---
name: successor-handoff
description: Use when orchestrating long-running autonomous work — overnight runs, multi-hour research, multi-track experiments, 10+ hour jobs — where a single Claude context window cannot hold the full run. Establishes a lean parent orchestrator, file-first subagents, and successor-handoff (fresh subagent spawned mid-run when context pressure rises). This is distinct from session-handoff, which is for end-of-run delivery to a human — use successor-handoff instead whenever the handoff is agent-to-agent and mid-run.

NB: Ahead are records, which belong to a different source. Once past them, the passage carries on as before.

//! Command execution.
//!
//! Commands:
//! - `init <component>` - Print the initial tree of a demo and its state token
//! - `dispatch --state <token> --msg <kind>` - Apply a message and print the new tree and token
//! - `show --state <token> [--json]` - Decode a token and print its tree
//! - `components` - List the bundled demos
//!
//! The CLI is stateless between invocations: every command that changes
//! state prints a signed token to pass to the next one.

use std::sync::Arc;

use nu_ansi_term::{Color, Style};
use thiserror::Error;

use reducible_adapter::{AdapterConfig, AdapterError, AdapterKind, StateAdapter};
use reducible_runtime::endpoint::PARTIAL_PARAM;
use reducible_runtime::{
    handle, DebugPayload, DispatchRequest, EffectContext, EndpointError, Runtime, RuntimeConfig,
};
use reducible_state::{
    Envelope, RequestContext, MSG_PAYLOAD_PARAM, MSG_TYPE_PARAM, TARGET_PATH_PARAM,
};

use crate::demos;
use crate::text::TextRenderer;

#[derive(Debug, Error)]
pub enum CliError {
    #[error("unknown component '{0}' (see `reducible components`)")]
    UnknownDemo(String),

    #[error(transparent)]
    Adapter(#[from] AdapterError),

    #[error(transparent)]
    Endpoint(#[from] EndpointError),

    #[error(transparent)]
    Runtime(#[from] reducible_runtime::DispatchError),

    #[error("failed to format output: {0}")]
    Json(#[from] serde_json::Error),
}

pub type Result<T> = std::result::Result<T, CliError>;

/// What a command produced.
#[derive(Clone, Debug)]
pub struct Outcome {
    pub rendered: String,
    pub token: String,
    pub debug: Option<DebugPayload>,
}

/// Runtime, adapter and effect context shared by every command.
pub struct Driver {
    runtime: Runtime,
    adapter: Box<dyn StateAdapter>,
    ctx: EffectContext,
}

impl Driver {
    /// Build a driver over the demo registry.
    ///
    /// Settings come from the environment; an explicit `secret` wins over
    /// `REDUCIBLE_SECRET`. The adapter is always the hidden-field one since
    /// nothing survives between invocations.
    pub fn new(secret: Option<String>) -> Result<Self> {
        let mut config = AdapterConfig::from_env()?.with_kind(AdapterKind::HiddenField);
        if let Some(secret) = secret {
            config = config.with_secret(secret);
        }
        Self::with_config(&config)
    }

    pub fn with_config(config: &AdapterConfig) -> Result<Self> {
        Ok(Self {
            runtime: Runtime::new(Arc::new(demos::registry()), RuntimeConfig::default()),
            adapter: config.build()?,
            ctx: EffectContext::new().with_metadata("source", "cli"),
        })
    }

    /// Replace the effect context, for example to freeze the clock.
    #[must_use]
    pub fn with_context(mut self, ctx: EffectContext) -> Self {
        self.ctx = ctx;
        self
    }

    pub fn init(&self, name: &str) -> Result<Outcome> {
        let demo = demos::find(name).ok_or_else(|| CliError::UnknownDemo(name.to_string()))?;
        let tree = demos::initial_tree(demo);
        let token = self.adapter.dump(&tree, &mut RequestContext::new())?;
        Ok(Outcome {
            rendered: self.runtime.render_root(&tree, &TextRenderer)?,
            token,
            debug: None,
        })
    }

    /// Apply one message, rendering only the target node when `target` is set.
    pub fn dispatch(
        &self,
        token: &str,
        kind: &str,
        payload: Option<&str>,
        target: Option<&str>,
    ) -> Result<Outcome> {
        let mut context = RequestContext::new()
            .with_param(self.adapter.state_param(), token)
            .with_param(MSG_TYPE_PARAM, kind)
            .with_param(PARTIAL_PARAM, "1");
        if let Some(payload) = payload {
            context = context.with_param(MSG_PAYLOAD_PARAM, payload);
        }
        if let Some(target) = target {
            context = context.with_param(TARGET_PATH_PARAM, target);
        }

        let response = handle(
            &self.runtime,
            self.adapter.as_ref(),
            &TextRenderer,
            DispatchRequest::new(context).with_debug(true),
            &self.ctx,
        )?;

        Ok(Outcome {
            rendered: response.body,
            token: response.state_token,
            debug: response.debug,
        })
    }

    pub fn load(&self, token: &str) -> Result<Envelope> {
        let request = RequestContext::new().with_param(self.adapter.state_param(), token);
        Ok(self.adapter.load(&request)?)
    }

    pub fn show(&self, token: &str) -> Result<Outcome> {
        let tree = self.load(token)?;
        Ok(Outcome {
            rendered: self.runtime.render_root(&tree, &TextRenderer)?,
            token: token.to_string(),
            debug: None,
        })
    }

    /// The decoded tree as pretty-printed wire JSON.
    pub fn show_json(&self, token: &str) -> Result<String> {
        Ok(serde_json::to_string_pretty(&self.load(token)?)?)
    }
}

/// Table of bundled demos.
pub fn components() -> String {
    let name_style = Style::new().bold().fg(Color::Cyan);
    let msg_style = Style::new().fg(Color::Yellow);

    let mut out = format!("{}\n\n", Style::new().bold().paint("Demo components"));
    for demo in demos::DEMOS {
        out.push_str(&format!(
            "  {} {} - {}\n",
            name_style.paint(format!("{:<10}", demo.name)),
            Color::DarkGray.paint(demo.component_id),
            demo.summary
        ));
        for message in demo.messages {
            out.push_str(&format!("             {}\n", msg_style.paint(*message)));
        }
    }
    out
}

/// Human-readable form of an outcome.
pub fn format_outcome(outcome: &Outcome, trace: bool) -> String {
    let mut out = outcome.rendered.clone();

    if trace {
        if let Some(debug) = &outcome.debug {
            out.push('\n');
            out.push_str(&format_trace(debug));
        }
    }

    out.push_str(&format!(
        "\n{} {}\n",
        Color::Green.bold().paint("state:"),
        outcome.token
    ));
    out
}

fn format_trace(debug: &DebugPayload) -> String {
    let arrow = Color::Magenta.paint(" -> ").to_string();
    let mut out = format!(
        "{} {}  {}\n",
        Style::new().bold().paint("trace"),
        Color::DarkGray.paint(&debug.path),
        debug.chain.join(arrow.as_str())
    );

    if debug.changes.is_empty() {
        out.push_str(&format!("  {}\n", Color::DarkGray.paint("(no changes)")));
    }
    for (key, change) in &debug.changes {
        let show = |v: &Option<reducible_state::Value>| match v {
            Some(v) => v.to_string(),
            None => "-".to_string(),
        };
        out.push_str(&format!(
            "  {} {} {} {}\n",
            Color::Cyan.paint(key),
            Color::Red.paint(show(&change.from)),
            Color::DarkGray.paint("->"),
            Color::Green.paint(show(&change.to)),
        ));
    }
    out
}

Trigger on any mention of overnight workflows, autonomous multi-track runs, context-window budgeting for long jobs, successor or continuation agents, mid-run context pressure, file-first orchestration, lean-parent patterns, or scenarios where the user needs work to continue without a human in the loop.
---

# Successor Handoff

A pattern for running many-hour autonomous workflows without hitting a single context window.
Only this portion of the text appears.